Personal information
- Born: September 23, 1988 (age 37) Indianapolis, Indiana, U.S.
- Listed height: 6 ft 4 in (1.93 m)
- Listed weight: 264 lb (120 kg)

Career information
- High school: Warren Central (Indianapolis)
- College: Cincinnati (2007–2011)
- NFL draft: 2012: 4th round, 127th overall pick

Career history
- New York Giants (2012−2014); New York Jets (2016)*; Memphis Express (2019); DC Defenders (2020)*;
- * Offseason and/or practice squad member only

Career NFL statistics
- Receptions: 5
- Receiving yards: 50
- Receiving touchdowns: 1
- Stats at Pro Football Reference

= Adrien Robinson =

American football player (born 1988)

Adrien Robinson (born September 23, 1988) is an American former professional football player who was a tight end in the National Football League (NFL). He was selected in the fourth round (127th overall) in the 2012 NFL draft by the New York Giants. Born in Indianapolis, Indiana, Robinson played football at Warren Central High School, winning the state championship in all of his four seasons.
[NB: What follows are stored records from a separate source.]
use std::collections::VecDeque;

/// Rolling average, minimum and maximum over a fixed-length window.
///
/// Average is maintained with a running sum; min and max with monotonic
/// deques, so every operation is O(1) amortized regardless of window length.
pub struct MovAggregate {
    window: usize,
    seq: u64,
    ring: VecDeque<i64>,
    sum: i64,
    // (value, seq), values decreasing from front to back
    max_deque: VecDeque<(i64, u64)>,
    // (value, seq), values increasing from front to back
    min_deque: VecDeque<(i64, u64)>,
}

impl MovAggregate {
    pub fn new(window: usize) -> Self {
        assert!(window > 0, "mov aggregate: window must be positive");
        Self {
            window,
            seq: 0,
            ring: VecDeque::with_capacity(window.min(4096)),
            sum: 0,
            max_deque: VecDeque::new(),
            min_deque: VecDeque::new(),
        }
    }

    pub fn add(&mut self, value: i64) {
        self.seq += 1;

        self.ring.push_back(value);
        self.sum += value;
        if self.ring.len() > self.window {
            let old = self.ring.pop_front().unwrap();
            self.sum -= old;
        }

        while matches!(self.max_deque.back(), Some(&(v, _)) if v <= value) {
            self.max_deque.pop_back();
        }
        self.max_deque.push_back((value, self.seq));
        if matches!(self.max_deque.front(), Some(&(_, s)) if s + (self.window as u64) <= self.seq)
        {
            self.max_deque.pop_front();
        }

        while matches!(self.min_deque.back(), Some(&(v, _)) if v >= value) {
            self.min_deque.pop_back();
        }
        self.min_deque.push_back((value, self.seq));
        if matches!(self.min_deque.front(), Some(&(_, s)) if s + (self.window as u64) <= self.seq)
        {
            self.min_deque.pop_front();
        }
    }

    pub fn is_empty(&self) -> bool {
        self.ring.is_empty()
    }

    pub fn len(&self) -> usize {
        self.ring.len()
    }

    pub fn mov_avg(&self) -> i64 {
        if self.ring.is_empty() {
            return 0;
        }
        self.sum / self.ring.len() as i64
    }

    pub fn mov_max(&self) -> i64 {
        self.max_deque.front().map(|&(v, _)| v).unwrap_or(0)
    }

    pub fn mov_min(&self) -> i64 {
        self.min_deque.front().map(|&(v, _)| v).unwrap_or(0)
    }
}

#[cfg(test)]
mod tests {
    use super::*;

    #[test]
    fn test_avg_min_max() {
        let mut agg = MovAggregate::new(3);

        agg.add(10);
        agg.add(20);
        agg.add(30);
        assert_eq!(agg.mov_avg(), 20);
        assert_eq!(agg.mov_min(), 10);
        assert_eq!(agg.mov_max(), 30);

        // 10 slides out
        agg.add(40);
        assert_eq!(agg.mov_avg(), 30);
        assert_eq!(agg.mov_min(), 20);
        assert_eq!(agg.mov_max(), 40);
    }

    #[test]
    fn test_max_expires() {
        let mut agg = MovAggregate::new(2);

        agg.add(100);
        agg.add(1);
        assert_eq!(agg.mov_max(), 100);
        agg.add(2);
        assert_eq!(agg.mov_max(), 2);
        assert_eq!(agg.mov_min(), 1);
    }

    #[test]
    fn test_empty() {
        let agg = MovAggregate::new(4);
        assert!(agg.is_empty());
        assert_eq!(agg.mov_avg(), 0);
    }

    #[test]
    fn test_against_naive() {
        let mut agg = MovAggregate::new(5);
        let values: Vec<i64> = (0..100).map(|i| (i * 7919) % 251).collect();

        for (i, &v) in values.iter().enumerate() {
            agg.add(v);
            let lo = i.saturating_sub(4);
            let win = &values[lo..=i];
            assert_eq!(agg.mov_max(), *win.iter().max().unwrap());
            assert_eq!(agg.mov_min(), *win.iter().min().unwrap());
            assert_eq!(agg.mov_avg(), win.iter().sum::<i64>() / win.len() as i64);
        }
    }
}
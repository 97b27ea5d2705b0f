use std::cmp::Reverse;
use std::collections::{BinaryHeap, HashMap, HashSet, VecDeque};

#[derive(Clone, Copy, PartialEq, Eq)]
enum Heap {
    Low,
    High,
}

/// Rolling quantile over a fixed-length window.
///
/// Implemented with the classic two-heap partition: `low` is a max-heap
/// holding the smallest `rank+1` live values, `high` a min-heap with the
/// rest, so the quantile is always the top of `low`. Values evicted from
/// the window are deleted lazily when they surface at a heap top.
pub struct MovQuantile {
    window: usize,
    quantile: f64,
    seq: u64,
    ring: VecDeque<(i64, u64)>,
    low: BinaryHeap<(i64, u64)>,
    high: BinaryHeap<Reverse<(i64, u64)>>,
    low_live: usize,
    high_live: usize,
    heap_of: HashMap<u64, Heap>,
    dead: HashSet<u64>,
    cached: i64,
}

impl MovQuantile {
    pub fn new(window: usize, quantile: f64) -> Self {
        assert!(window > 0, "mov quantile: window must be positive");
        assert!(
            (0.0..=1.0).contains(&quantile),
            "mov quantile: quantile must be in [0; 1]"
        );
        Self {
            window,
            quantile,
            seq: 0,
            ring: VecDeque::with_capacity(window.min(4096)),
            low: BinaryHeap::new(),
            high: BinaryHeap::new(),
            low_live: 0,
            high_live: 0,
            heap_of: HashMap::new(),
            dead: HashSet::new(),
            cached: 0,
        }
    }

    pub fn add(&mut self, value: i64) {
        self.seq += 1;
        let tag = self.seq;

        self.prune_low();
        let to_low = match self.low.peek() {
            Some(&(top, _)) => value <= top,
            None => true,
        };
        if to_low {
            self.low.push((value, tag));
            self.low_live += 1;
            self.heap_of.insert(tag, Heap::Low);
        } else {
            self.high.push(Reverse((value, tag)));
            self.high_live += 1;
            self.heap_of.insert(tag, Heap::High);
        }
        self.ring.push_back((value, tag));

        if self.ring.len() > self.window {
            let (_, old) = self.ring.pop_front().unwrap();
            match self.heap_of.remove(&old) {
                Some(Heap::Low) => self.low_live -= 1,
                Some(Heap::High) => self.high_live -= 1,
                None => unreachable!("mov quantile: evicted element not tracked"),
            }
            self.dead.insert(old);
        }

        self.rebalance();

        self.prune_low();
        self.cached = self.low.peek().map(|&(v, _)| v).unwrap_or(0);
    }

    /// Current quantile value, or 0 if no samples were added yet.
    pub fn mov_quantile(&self) -> i64 {
        self.cached
    }

    pub fn len(&self) -> usize {
        self.ring.len()
    }

    pub fn is_empty(&self) -> bool {
        self.ring.is_empty()
    }

    fn target_low(&self) -> usize {
        let n = self.low_live + self.high_live;
        if n == 0 {
            return 0;
        }
        (self.quantile * (n - 1) as f64).floor() as usize + 1
    }

    fn rebalance(&mut self) {
        let target = self.target_low();
        while self.low_live > target {
            self.prune_low();
            let (v, tag) = self.low.pop().unwrap();
            self.low_live -= 1;
            self.high.push(Reverse((v, tag)));
            self.high_live += 1;
            self.heap_of.insert(tag, Heap::High);
        }
        while self.low_live < target {
            self.prune_high();
            let Reverse((v, tag)) = self.high.pop().unwrap();
            self.high_live -= 1;
            self.low.push((v, tag));
            self.low_live += 1;
            self.heap_of.insert(tag, Heap::Low);
        }
    }

    fn prune_low(&mut self) {
        while matches!(self.low.peek(), Some(&(_, tag)) if self.dead.contains(&tag)) {
            let (_, tag) = self.low.pop().unwrap();
            self.dead.remove(&tag);
        }
    }

    fn prune_high(&mut self) {
        while matches!(self.high.peek(), Some(&Reverse((_, tag))) if self.dead.contains(&tag)) {
            let Reverse((_, tag)) = self.high.pop().unwrap();
            self.dead.remove(&tag);
        }
    }
}

#[cfg(test)]
mod tests {
    use super::*;

    fn naive_quantile(values: &[i64], q: f64) -> i64 {
        let mut sorted = values.to_vec();
        sorted.sort_unstable();
        sorted[(q * (sorted.len() - 1) as f64).floor() as usize]
    }

    #[test]
    fn test_median_small() {
        let mut mq = MovQuantile::new(5, 0.5);
        for v in [10, 30, 20] {
            mq.add(v);
        }
        assert_eq!(mq.mov_quantile(), 20);
    }

    #[test]
    fn test_window_slides() {
        let mut mq = MovQuantile::new(3, 0.5);
        for v in [1, 2, 3, 100, 100] {
            mq.add(v);
        }
        // window is [3, 100, 100]
        assert_eq!(mq.mov_quantile(), 100);
    }

    #[test]
    fn test_against_naive() {
        for &q in &[0.0, 0.5, 0.92, 1.0] {
            let mut mq = MovQuantile::new(7, q);
            let values: Vec<i64> = (0..200).map(|i| (i * 6113) % 97).collect();
            for (i, &v) in values.iter().enumerate() {
                mq.add(v);
                let lo = i.saturating_sub(6);
                assert_eq!(
                    mq.mov_quantile(),
                    naive_quantile(&values[lo..=i], q),
                    "q={q} i={i}"
                );
            }
        }
    }
}
use super::{BlockDecoder, BlockEncoder, CodecConfig};
use reed_solomon_erasure::galois_8::ReedSolomon;
use shared::error::{Error, Result};

/// Codes are cached per (k, r) since consecutive blocks almost always
/// share dimensions.
struct CodeCache {
    dims: (usize, usize),
    code: Option<ReedSolomon>,
}

impl CodeCache {
    fn new() -> Self {
        Self {
            dims: (0, 0),
            code: None,
        }
    }

    fn get(&mut self, k: usize, r: usize) -> Result<&ReedSolomon> {
        if self.code.is_none() || self.dims != (k, r) {
            let code = ReedSolomon::new(k, r).map_err(|_| Error::FecEncodeFailed)?;
            self.dims = (k, r);
            self.code = Some(code);
        }
        Ok(self.code.as_ref().unwrap())
    }
}

/// Reed-Solomon encoder over GF(2^8).
pub struct Rs8mEncoder {
    max_block_length: usize,
    cache: CodeCache,
}

impl Rs8mEncoder {
    pub fn new(config: &CodecConfig) -> Result<Self> {
        if config.rs_m != 8 {
            return Err(Error::BadConfig("rs8m codec: only m=8 is supported"));
        }
        Ok(Self {
            max_block_length: (1 << config.rs_m) - 1,
            cache: CodeCache::new(),
        })
    }
}

impl BlockEncoder for Rs8mEncoder {
    fn max_block_length(&self) -> usize {
        self.max_block_length
    }

    fn encode(&mut self, source: &[Vec<u8>], repair: &mut [Vec<u8>]) -> Result<()> {
        if repair.is_empty() {
            return Ok(());
        }
        let code = self.cache.get(source.len(), repair.len())?;
        code.encode_sep(source, repair)
            .map_err(|_| Error::FecEncodeFailed)
    }
}

/// Reed-Solomon decoder over GF(2^8). The code is optimal: any k shards
/// of a block are enough to reconstruct all of it.
pub struct Rs8mDecoder {
    max_block_length: usize,
    cache: CodeCache,
}

impl Rs8mDecoder {
    pub fn new(config: &CodecConfig) -> Result<Self> {
        if config.rs_m != 8 {
            return Err(Error::BadConfig("rs8m codec: only m=8 is supported"));
        }
        Ok(Self {
            max_block_length: (1 << config.rs_m) - 1,
            cache: CodeCache::new(),
        })
    }
}

impl BlockDecoder for Rs8mDecoder {
    fn max_block_length(&self) -> usize {
        self.max_block_length
    }

    fn decode(
        &mut self,
        shards: &mut [Option<Vec<u8>>],
        k: usize,
        _payload_size: usize,
    ) -> Result<bool> {
        let present = shards.iter().filter(|s| s.is_some()).count();
        if present < k {
            return Ok(false);
        }
        if shards.iter().take(k).all(|s| s.is_some()) {
            return Ok(true);
        }

        let code = self.cache.get(k, shards.len() - k)?;
        match code.reconstruct(shards) {
            Ok(()) => Ok(true),
            Err(_) => Ok(false),
        }
    }
}
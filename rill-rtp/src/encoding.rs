use shared::error::{Error, Result};

/// L16 stereo at 44100 Hz (RFC 3551).
pub const PAYLOAD_TYPE_L16_STEREO: u8 = 10;
/// L16 mono at 44100 Hz (RFC 3551).
pub const PAYLOAD_TYPE_L16_MONO: u8 = 11;

/// One payload format: how samples map to packet payload bytes.
///
/// Both supported formats are linear 16-bit PCM, big-endian, interleaved
/// by channel. In-memory samples are 32-bit floats in [-1; 1].
#[derive(Debug, Clone, Copy, PartialEq, Eq)]
pub struct Encoding {
    pub payload_type: u8,
    pub sample_rate: u32,
    pub num_channels: usize,
}

impl Encoding {
    /// Bytes per multi-channel sample on the wire.
    pub fn sample_size(&self) -> usize {
        2 * self.num_channels
    }

    /// Number of multi-channel samples a payload of `payload_size` bytes holds.
    pub fn payload_samples(&self, payload_size: usize) -> usize {
        payload_size / self.sample_size()
    }

    /// Payload size for the given number of multi-channel samples.
    pub fn payload_size(&self, num_samples: usize) -> usize {
        num_samples * self.sample_size()
    }

    /// Encode interleaved float samples into big-endian 16-bit PCM.
    /// `samples` length must be a multiple of the channel count and
    /// `out` must be exactly `samples.len() * 2` bytes.
    pub fn encode(&self, samples: &[f32], out: &mut [u8]) {
        assert_eq!(samples.len() % self.num_channels, 0);
        assert_eq!(out.len(), samples.len() * 2);

        for (sample, bytes) in samples.iter().zip(out.chunks_exact_mut(2)) {
            let clamped = sample.clamp(-1.0, 1.0);
            let value = (clamped * 32767.0) as i16;
            bytes.copy_from_slice(&value.to_be_bytes());
        }
    }

    /// Decode big-endian 16-bit PCM into interleaved float samples.
    pub fn decode(&self, payload: &[u8], out: &mut Vec<f32>) {
        for bytes in payload.chunks_exact(2) {
            let value = i16::from_be_bytes([bytes[0], bytes[1]]);
            out.push(value as f32 / 32767.0);
        }
    }
}

/// Registry of known payload formats, constructed once at process start
/// and passed by reference into factories.
#[derive(Debug, Clone)]
pub struct EncodingMap {
    encodings: Vec<Encoding>,
}

impl EncodingMap {
    pub fn new() -> Self {
        Self {
            encodings: vec![
                Encoding {
                    payload_type: PAYLOAD_TYPE_L16_STEREO,
                    sample_rate: 44100,
                    num_channels: 2,
                },
                Encoding {
                    payload_type: PAYLOAD_TYPE_L16_MONO,
                    sample_rate: 44100,
                    num_channels: 1,
                },
            ],
        }
    }

    pub fn find_by_pt(&self, payload_type: u8) -> Result<Encoding> {
        self.encodings
            .iter()
            .find(|e| e.payload_type == payload_type)
            .copied()
            .ok_or(Error::RtpUnknownPayloadType(payload_type))
    }
}

impl Default for EncodingMap {
    fn default() -> Self {
        Self::new()
    }
}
He played college football for the Cincinnati Bearcats from 2008 to 2011.

==Professional career==
===New York Giants===
On May 8, 2012, Robinson agreed to terms on a four-year contract worth $2.48 million with a $385,652 signing bonus.

On November 23, 2014, Robinson caught his first touchdown pass as an NFL player, a 1-yard bootleg pass by Eli Manning, against the Dallas Cowboys.

On September 5, 2015, he was waived by the Giants.

===New York Jets===
Robinson signed a reserve/future contract with the New York Jets on January 11, 2016.

On May 9, 2016, Robinson was released.

===Memphis Express===
In 2019, Robinson joined the Memphis Express of the Alliance of American Football. The league ceased operations in April 2019.

===DC Defenders===
Robinson was selected in the 10th round in the 2020 XFL draft by the DC Defenders. He was waived during final roster cuts on January 22, 2020.

==Personal life==
===Arrest===
On July 31, 2017, Pennsylvania State Police stopped Robinson along Interstate 80 and found him in possession of “numerous large bags of marijuana." which measured at 25 pounds.

He was charged with manufacture, delivery or possession with intent to manufacture or deliver a controlled substance, and possession of drug paraphernalia.